Seeing how polymer chains organise with torsional tapping atomic force microscopy

Our understanding of semicrystalline polymers, the class of polymers that by far and away dominates usage in modern society, is surprisingly poor. At a molecular scale we rely on cartoons and inference, unable to reach the certainty obtained in other areas of material science by direct, atomic or molecular scale imaging, and by diffraction from macroscopic crystals. Yet in polymers the structure at this level is arguably more important as it determines the properties from mechanical behaviour to the oxygen barrier performance through the adhesive behaviour to the aesthetic appeal. Recently we developed a new form of atomic force microscopy, torsional tapping AFM (TTAFM) capable of robustly and routinely obtaining images with true molecular resolution on the most frequently used polymers (polyolefins, that include polyethylene and polypropylene) in essentially any sample. This step change in performance is based on the improved dynamics and signal-to-noise performance that comes from the cantilever geometry and drive mechanism. Perfecting the cantilever design is predicted to lead to even greater performance, and to allow the technique to be used in a wide range of instruments.
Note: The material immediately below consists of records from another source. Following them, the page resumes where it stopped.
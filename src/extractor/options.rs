//! Extraction options
//!
//! Options deserialize from camelCase keys so they can live in the same YAML
//! or JSON configuration as the rest of a query gateway:
//!
//! ```yaml
//! mode: strict
//! queryKeys: [filters, segments]
//! resolvePushdownExpressions: true
//! ```

use serde::Deserialize;

use crate::query::QueryKey;

/// How malformed payload elements are handled
#[derive(Debug, Clone, Copy, Default, PartialEq, Eq, Deserialize)]
#[serde(rename_all = "lowercase")]
pub enum Mode {
    /// Log and skip
    #[default]
    Lenient,
    /// Fail the extraction
    Strict,
}

/// Controls which fields a payload walk visits and how it treats bad input
///
/// Every key is optional when deserializing; missing keys take the
/// [`Default`] values, which walk all five query fields leniently.
#[derive(Debug, Clone, PartialEq, Eq, Deserialize)]
#[serde(rename_all = "camelCase", default)]
pub struct ExtractOptions {
    /// Whether malformed elements are skipped or fail the walk
    pub mode: Mode,
    /// Top-level fields to walk
    pub query_keys: Vec<QueryKey>,
    /// Replace pushdown members by the `${cube.member}` references in their SQL
    pub resolve_pushdown_expressions: bool,
}

impl Default for ExtractOptions {
    fn default() -> Self {
        Self {
            mode: Mode::Lenient,
            query_keys: QueryKey::ALL.to_vec(),
            resolve_pushdown_expressions: false,
        }
    }
}

impl ExtractOptions {
    pub fn strict() -> Self {
        Self {
            mode: Mode::Strict,
            ..Default::default()
        }
    }

    pub fn with_query_keys(mut self, keys: impl IntoIterator<Item = QueryKey>) -> Self {
        self.query_keys = keys.into_iter().collect();
        self
    }

    pub fn with_pushdown_expressions(mut self, resolve: bool) -> Self {
        self.resolve_pushdown_expressions = resolve;
        self
    }

    pub fn is_strict(&self) -> bool {
        self.mode == Mode::Strict
    }
}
At the same time as developing the technology we will use it to answer a string of questions that underpin our understanding of polymer crystals, questions that will lead to both greatly enhanced fundamental understanding and real application from the development of new materials and applications to problem solving during processing. We aim to directly reveal how crystallization temperature, variations in chain chemistry, chain branching, re-enforcing fibres and particles, control the organisation of polymer chains within the crystal and at the interface between the crystal and the non-crystalline material. While doing this we will perfect the sample preparation methods for molecular scale imaging, and enhance the cantilever design to improve performance, allowing the technique to be widely adopted both in polymer science and across molecular nanoscience.
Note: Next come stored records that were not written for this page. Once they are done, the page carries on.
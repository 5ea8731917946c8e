use std::fmt;

use serde::Deserialize;

/// Top-level payload field that can reference members
#[derive(Debug, Clone, Copy, PartialEq, Eq, Hash, Deserialize)]
#[serde(rename_all = "camelCase")]
pub enum QueryKey {
    Dimensions,
    Measures,
    Filters,
    Segments,
    TimeDimensions,
}

impl QueryKey {
    /// Every member-bearing field, in walk order
    pub const ALL: [QueryKey; 5] = [
        QueryKey::Dimensions,
        QueryKey::Measures,
        QueryKey::Filters,
        QueryKey::Segments,
        QueryKey::TimeDimensions,
    ];

    /// The field name as it appears in the payload
    pub fn as_str(&self) -> &'static str {
        match self {
            QueryKey::Dimensions => "dimensions",
            QueryKey::Measures => "measures",
            QueryKey::Filters => "filters",
            QueryKey::Segments => "segments",
            QueryKey::TimeDimensions => "timeDimensions",
        }
    }
}

impl fmt::Display for QueryKey {
    fn fmt(&self, f: &mut fmt::Formatter<'_>) -> fmt::Result {
        f.write_str(self.as_str())
    }
}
Semicrystalline polymers are ubiquitous in modern life. Further property enhancements will be built upon new knowledge and understanding. The proposed project will develop a revolutionary new technique to provide insight at the fundamental level of the individual chain. The new knowledge this will provide will impact on polymer manufacturers and users (e.g. in the packaging market) through their ability to develop new applications and enhanced properties. By directly providing information at the chain level a deep understanding of fundamental questions that underpin properties and applications will be obtained, ultimately leading to enhanced product development. This will clearly benefit industry, but also have potential societal benefits as new material/application development is increasingly driven by the societal need for sustainability and reduced environmental impact.

The technique itself will be developed with the aim of being widely adopted. By optimising cantilevers etc it should be possible to push down on the specification of the base AFM necessary to obtain molecular resolution, maximising the potential for uptake of the technique. It will take time for the technology to be adopted and will require input from microscopy companies. Here the AFM companies will benefit considerably. Direct imaging at the molecular scale allows microscopy to solve problems usually addressed by scattering and spectroscopy, so growing the market for the technique and opening up whole new areas for application. Once the technique is widely used we expect it to have a real impact on improved research, development and problem solving in an industrial context. The technique itself will also have application beyond semicrystalline polymer science, with the potential to have a substantial impact across molecular nanoscience. If similar resolution can be widely obtained on soft condensed matter systems then there will be up-take in other industrial sectors such as pharma, personal care, etc. Across materials science models are based on 'understanding' at the molecular scale, and used to develop and perfect applications. Enabling microscopy to provide this information in a relatively routine manner even on soft systems could have a transformative effect on future developments.